(Records from a data collection)
------------

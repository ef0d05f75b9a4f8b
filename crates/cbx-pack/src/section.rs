//! # Section — One Imported Checklist Document
//!
//! A section pairs user-assigned metadata (name, prefix, description, fixed
//! at construction) with metadata read from the data file. The prefix is
//! the uid namespace of every control the section's loaders create.
//!
//! A single data file may back several sections, e.g. the same checklist
//! once for planning and once for testing under different prefixes.

use std::path::Path;

use cbx_core::{Control, Group, SectionSnapshot, PLACEHOLDER};

use crate::error::PackResult;
use crate::format::FileType;
use crate::loader::{AsvsDocument, ChecklistDocument, IsvsDocument, MasvsDocument, WstgDocument};
use crate::parser;

/// One imported checklist document.
#[derive(Debug, Clone, PartialEq, Eq)]
pub struct Section {
    manual_name: String,
    manual_prefix: String,
    manual_description: String,
    data_name: String,
    data_shortname: String,
    data_version: String,
    data_description: String,
    groups: Vec<Group>,
}

impl Section {
    /// Create an empty section. Data metadata starts as the `"None"` placeholder.
    pub fn new(
        name: impl Into<String>,
        prefix: impl Into<String>,
        description: impl Into<String>,
    ) -> Self {
        Self {
            manual_name: name.into(),
            manual_prefix: prefix.into(),
            manual_description: description.into(),
            data_name: PLACEHOLDER.to_string(),
            data_shortname: PLACEHOLDER.to_string(),
            data_version: PLACEHOLDER.to_string(),
            data_description: PLACEHOLDER.to_string(),
            groups: Vec::new(),
        }
    }

    /// User-assigned name.
    pub fn manual_name(&self) -> &str {
        &self.manual_name
    }

    /// User-assigned uid prefix.
    pub fn manual_prefix(&self) -> &str {
        &self.manual_prefix
    }

    /// User-assigned description.
    pub fn manual_description(&self) -> &str {
        &self.manual_description
    }

    /// Name from the data file.
    pub fn data_name(&self) -> &str {
        &self.data_name
    }

    /// Short name from the data file.
    pub fn data_shortname(&self) -> &str {
        &self.data_shortname
    }

    /// Version from the data file.
    pub fn data_version(&self) -> &str {
        &self.data_version
    }

    /// Description from the data file.
    pub fn data_description(&self) -> &str {
        &self.data_description
    }

    /// Groups in load order.
    pub fn groups(&self) -> &[Group] {
        &self.groups
    }

    /// Mutable access to groups, for disposition changes.
    pub fn groups_mut(&mut self) -> &mut [Group] {
        &mut self.groups
    }

    /// Every control, depth-first.
    pub fn controls(&self) -> impl Iterator<Item = &Control> {
        self.groups.iter().flat_map(Group::controls)
    }

    /// Every control, depth-first, mutably.
    pub fn controls_mut(&mut self) -> impl Iterator<Item = &mut Control> {
        self.groups
            .iter_mut()
            .flat_map(|g| g.items.iter_mut())
            .flat_map(|i| i.controls.iter_mut())
    }

    pub(crate) fn set_data_metadata(
        &mut self,
        name: String,
        shortname: String,
        version: String,
        description: String,
    ) {
        self.data_name = name;
        self.data_shortname = shortname;
        self.data_version = version;
        self.data_description = description;
    }

    pub(crate) fn add_group(&mut self, group: Group) {
        self.groups.push(group);
    }

    /// Load `path` with the loader matching `file_type`.
    pub fn load(&mut self, file_type: FileType, path: &Path) -> PackResult<()> {
        match file_type {
            FileType::AsvsJson => self.load_asvs_json(path),
            FileType::IsvsJson => self.load_isvs_json(path),
            FileType::MasvsYaml => self.load_masvs_yaml(path),
            FileType::WstgJson => self.load_wstg_json(path),
        }
    }

    /// Load an ASVS flat JSON export.
    pub fn load_asvs_json(&mut self, path: &Path) -> PackResult<()> {
        self.load_document::<AsvsDocument>(path)
    }

    /// Load an ISVS JSON export.
    pub fn load_isvs_json(&mut self, path: &Path) -> PackResult<()> {
        self.load_document::<IsvsDocument>(path)
    }

    /// Load a MASVS YAML document.
    pub fn load_masvs_yaml(&mut self, path: &Path) -> PackResult<()> {
        self.load_document::<MasvsDocument>(path)
    }

    /// Load a WSTG checklist JSON.
    pub fn load_wstg_json(&mut self, path: &Path) -> PackResult<()> {
        self.load_document::<WstgDocument>(path)
    }

    /// Read, decode and apply a document of type `D` from `path`.
    pub fn load_document<D: ChecklistDocument>(&mut self, path: &Path) -> PackResult<()> {
        let content = parser::read_source(path)?;
        self.load_document_str::<D>(&content, path)
    }

    /// Decode and apply a document of type `D` from text. `origin` is used
    /// for error context and logging only.
    pub fn load_document_str<D: ChecklistDocument>(
        &mut self,
        content: &str,
        origin: &Path,
    ) -> PackResult<()> {
        let document: D = if D::FORMAT.is_yaml() {
            parser::parse_yaml_typed(content, origin)?
        } else {
            parser::parse_json_typed(content, origin)?
        };
        let groups_before = self.groups.len();
        document.populate(self);
        tracing::info!(
            prefix = %self.manual_prefix,
            format = %D::FORMAT,
            file = %origin.display(),
            groups = self.groups.len() - groups_before,
            controls = self.groups[groups_before..].iter().flat_map(Group::controls).count(),
            "loaded section data"
        );
        Ok(())
    }

    /// Plain serializable view of this section.
    pub fn to_representation(&self) -> SectionSnapshot {
        SectionSnapshot {
            manual_name: self.manual_name.clone(),
            manual_prefix: self.manual_prefix.clone(),
            manual_description: self.manual_description.clone(),
            data_name: self.data_name.clone(),
            data_shortname: self.data_shortname.clone(),
            data_version: self.data_version.clone(),
            data_description: self.data_description.clone(),
            groups: self.groups.iter().map(Group::to_representation).collect(),
        }
    }

    /// Multi-line human-readable rendering of the section and its tree.
    pub fn pretty(&self) -> String {
        let mut out = format!(
            "Section {}\n***************\nUser-prefix: {}\nUser-description: {}\n\n\
             Data file\n*********\nName: {}\nShortname: {}\nVersion: {}\nDescription: {}\n\n",
            self.manual_name,
            self.manual_prefix,
            self.manual_description,
            self.data_name,
            self.data_shortname,
            self.data_version,
            self.data_description,
        );
        for group in &self.groups {
            out.push_str(&group.pretty());
        }
        out
    }
}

------------

Assignment:
Word for word, give the records again.

Reply:
repository ef0d05f75b9a4f8b
filename crates/cbx-pack/src/section.rs
//! # Section — One Imported Checklist Document
//!
//! A section pairs user-assigned metadata (name, prefix, description, fixed
//! at construction) with metadata read from the data file. The prefix is
//! the uid namespace of every control the section's loaders create.
//!
//! A single data file may back several sections, e.g. the same checklist
//! once for planning and once for testing under different prefixes.

use std::path::Path;

use cbx_core::{Control, Group, SectionSnapshot, PLACEHOLDER};

use crate::error::PackResult;
use crate::format::FileType;
use crate::loader::{AsvsDocument, ChecklistDocument, IsvsDocument, MasvsDocument, WstgDocument};
use crate::parser;

/// One imported checklist document.
#[derive(Debug, Clone, PartialEq, Eq)]
pub struct Section {
    manual_name: String,
    manual_prefix: String,
    manual_description: String,
    data_name: String,
    data_shortname: String,
    data_version: String,
    data_description: String,
    groups: Vec<Group>,
}

impl Section {
    /// Create an empty section. Data metadata starts as the `"None"` placeholder.
    pub fn new(
        name: impl Into<String>,
        prefix: impl Into<String>,
        description: impl Into<String>,
    ) -> Self {
        Self {
            manual_name: name.into(),
            manual_prefix: prefix.into(),
            manual_description: description.into(),
            data_name: PLACEHOLDER.to_string(),
            data_shortname: PLACEHOLDER.to_string(),
            data_version: PLACEHOLDER.to_string(),
            data_description: PLACEHOLDER.to_string(),
            groups: Vec::new(),
        }
    }

    /// User-assigned name.
    pub fn manual_name(&self) -> &str {
        &self.manual_name
    }

    /// User-assigned uid prefix.
    pub fn manual_prefix(&self) -> &str {
        &self.manual_prefix
    }

    /// User-assigned description.
    pub fn manual_description(&self) -> &str {
        &self.manual_description
    }

    /// Name from the data file.
    pub fn data_name(&self) -> &str {
        &self.data_name
    }

    /// Short name from the data file.
    pub fn data_shortname(&self) -> &str {
        &self.data_shortname
    }

    /// Version from the data file.
    pub fn data_version(&self) -> &str {
        &self.data_version
    }

    /// Description from the data file.
    pub fn data_description(&self) -> &str {
        &self.data_description
    }

    /// Groups in load order.
    pub fn groups(&self) -> &[Group] {
        &self.groups
    }

    /// Mutable access to groups, for disposition changes.
    pub fn groups_mut(&mut self) -> &mut [Group] {
        &mut self.groups
    }

    /// Every control, depth-first.
    pub fn controls(&self) -> impl Iterator<Item = &Control> {
        self.groups.iter().flat_map(Group::controls)
    }

    /// Every control, depth-first, mutably.
    pub fn controls_mut(&mut self) -> impl Iterator<Item = &mut Control> {
        self.groups
            .iter_mut()
            .flat_map(|g| g.items.iter_mut())
            .flat_map(|i| i.controls.iter_mut())
    }

    pub(crate) fn set_data_metadata(
        &mut self,
        name: String,
        shortname: String,
        version: String,
        description: String,
    ) {
        self.data_name = name;
        self.data_shortname = shortname;
        self.data_version = version;
        self.data_description = description;
    }

    pub(crate) fn add_group(&mut self, group: Group) {
        self.groups.push(group);
    }

    /// Load `path` with the loader matching `file_type`.
    pub fn load(&mut self, file_type: FileType, path: &Path) -> PackResult<()> {
        match file_type {
            FileType::AsvsJson => self.load_asvs_json(path),
            FileType::IsvsJson => self.load_isvs_json(path),
            FileType::MasvsYaml => self.load_masvs_yaml(path),
            FileType::WstgJson => self.load_wstg_json(path),
        }
    }

    /// Load an ASVS flat JSON export.
    pub fn load_asvs_json(&mut self, path: &Path) -> PackResult<()> {
        self.load_document::<AsvsDocument>(path)
    }

    /// Load an ISVS JSON export.
    pub fn load_isvs_json(&mut self, path: &Path) -> PackResult<()> {
        self.load_document::<IsvsDocument>(path)
    }

    /// Load a MASVS YAML document.
    pub fn load_masvs_yaml(&mut self, path: &Path) -> PackResult<()> {
        self.load_document::<MasvsDocument>(path)
    }

    /// Load a WSTG checklist JSON.
    pub fn load_wstg_json(&mut self, path: &Path) -> PackResult<()> {
        self.load_document::<WstgDocument>(path)
    }

    /// Read, decode and apply a document of type `D` from `path`.
    pub fn load_document<D: ChecklistDocument>(&mut self, path: &Path) -> PackResult<()> {
        let content = parser::read_source(path)?;
        self.load_document_str::<D>(&content, path)
    }

    /// Decode and apply a document of type `D` from text. `origin` is used
    /// for error context and logging only.
    pub fn load_document_str<D: ChecklistDocument>(
        &mut self,
        content: &str,
        origin: &Path,
    ) -> PackResult<()> {
        let document: D = if D::FORMAT.is_yaml() {
            parser::parse_yaml_typed(content, origin)?
        } else {
            parser::parse_json_typed(content, origin)?
        };
        let groups_before = self.groups.len();
        document.populate(self);
        tracing::info!(
            prefix = %self.manual_prefix,
            format = %D::FORMAT,
            file = %origin.display(),
            groups = self.groups.len() - groups_before,
            controls = self.groups[groups_before..].iter().flat_map(Group::controls).count(),
            "loaded section data"
        );
        Ok(())
    }

    /// Plain serializable view of this section.
    pub fn to_representation(&self) -> SectionSnapshot {
        SectionSnapshot {
            manual_name: self.manual_name.clone(),
            manual_prefix: self.manual_prefix.clone(),
            manual_description: self.manual_description.clone(),
            data_name: self.data_name.clone(),
            data_shortname: self.data_shortname.clone(),
            data_version: self.data_version.clone(),
            data_description: self.data_description.clone(),
            groups: self.groups.iter().map(Group::to_representation).collect(),
        }
    }

    /// Multi-line human-readable rendering of the section and its tree.
    pub fn pretty(&self) -> String {
        let mut out = format!(
            "Section {}\n***************\nUser-prefix: {}\nUser-description: {}\n\n\
             Data file\n*********\nName: {}\nShortname: {}\nVersion: {}\nDescription: {}\n\n",
            self.manual_name,
            self.manual_prefix,
            self.manual_description,
            self.data_name,
            self.data_shortname,
            self.data_version,
            self.data_description,
        );
        for group in &self.groups {
            out.push_str(&group.pretty());
        }
        out
    }
}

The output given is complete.